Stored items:
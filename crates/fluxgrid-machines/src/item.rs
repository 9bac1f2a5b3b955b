//! Item stacks for machine inventories.

use serde::{Deserialize, Serialize};

/// Largest count a single stack can hold.
pub const MAX_STACK_SIZE: u32 = 64;

/// A stack of identical items. An empty stack has no item id and a count
/// of zero; the two are kept in lockstep.
#[derive(Debug, Clone, PartialEq, Eq, Default, Serialize, Deserialize)]
pub struct ItemStack {
    item_id: String,
    count: u32,
}

impl ItemStack {
    pub fn empty() -> Self {
        Self::default()
    }

    /// A stack of `count` items. Zero counts and empty ids collapse to
    /// the empty stack.
    pub fn of(item_id: &str, count: u32) -> Self {
        if item_id.is_empty() || count == 0 {
            return Self::empty();
        }
        Self {
            item_id: item_id.to_string(),
            count,
        }
    }

    pub fn item_id(&self) -> &str {
        &self.item_id
    }

    pub fn count(&self) -> u32 {
        self.count
    }

    pub fn is_empty(&self) -> bool {
        self.count == 0 || self.item_id.is_empty()
    }

    /// Add another stack into this one, returning the overflow that did
    /// not fit. Stacks of different items do not mix.
    pub fn add(&mut self, to_add: ItemStack) -> ItemStack {
        if to_add.is_empty() {
            return ItemStack::empty();
        }
        if self.is_empty() {
            let taken = to_add.count.min(MAX_STACK_SIZE);
            self.item_id = to_add.item_id.clone();
            self.count = taken;
            return ItemStack::of(&to_add.item_id, to_add.count - taken);
        }
        if self.item_id != to_add.item_id {
            return to_add;
        }
        let space = MAX_STACK_SIZE - self.count;
        let taken = to_add.count.min(space);
        self.count += taken;
        ItemStack::of(&to_add.item_id, to_add.count - taken)
    }

    /// Take up to `amount` items out of this stack.
    pub fn remove(&mut self, amount: u32) -> ItemStack {
        if self.is_empty() || amount == 0 {
            return ItemStack::empty();
        }
        let taken = amount.min(self.count);
        let removed = ItemStack::of(&self.item_id, taken);
        self.count -= taken;
        if self.count == 0 {
            self.item_id.clear();
        }
        removed
    }

    pub fn clear(&mut self) {
        self.item_id.clear();
        self.count = 0;
    }
}

impl std::fmt::Display for ItemStack {
    fn fmt(&self, f: &mut std::fmt::Formatter<'_>) -> std::fmt::Result {
        if self.is_empty() {
            write!(f, "empty")
        } else {
            write!(f, "{} x{}", self.item_id, self.count)
        }
    }
}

*YOUR TASK:* Nothing but the lines from the one that contains "self.count = 0;" through the last line of the entries should appear in your reply, each repeated exactly.

*RESULT OF THIS TASK:*
        self.count = 0;
    }
}

impl std::fmt::Display for ItemStack {
    fn fmt(&self, f: &mut std::fmt::Formatter<'_>) -> std::fmt::Result {
        if self.is_empty() {
            write!(f, "empty")
        } else {
            write!(f, "{} x{}", self.item_id, self.count)
        }
    }
}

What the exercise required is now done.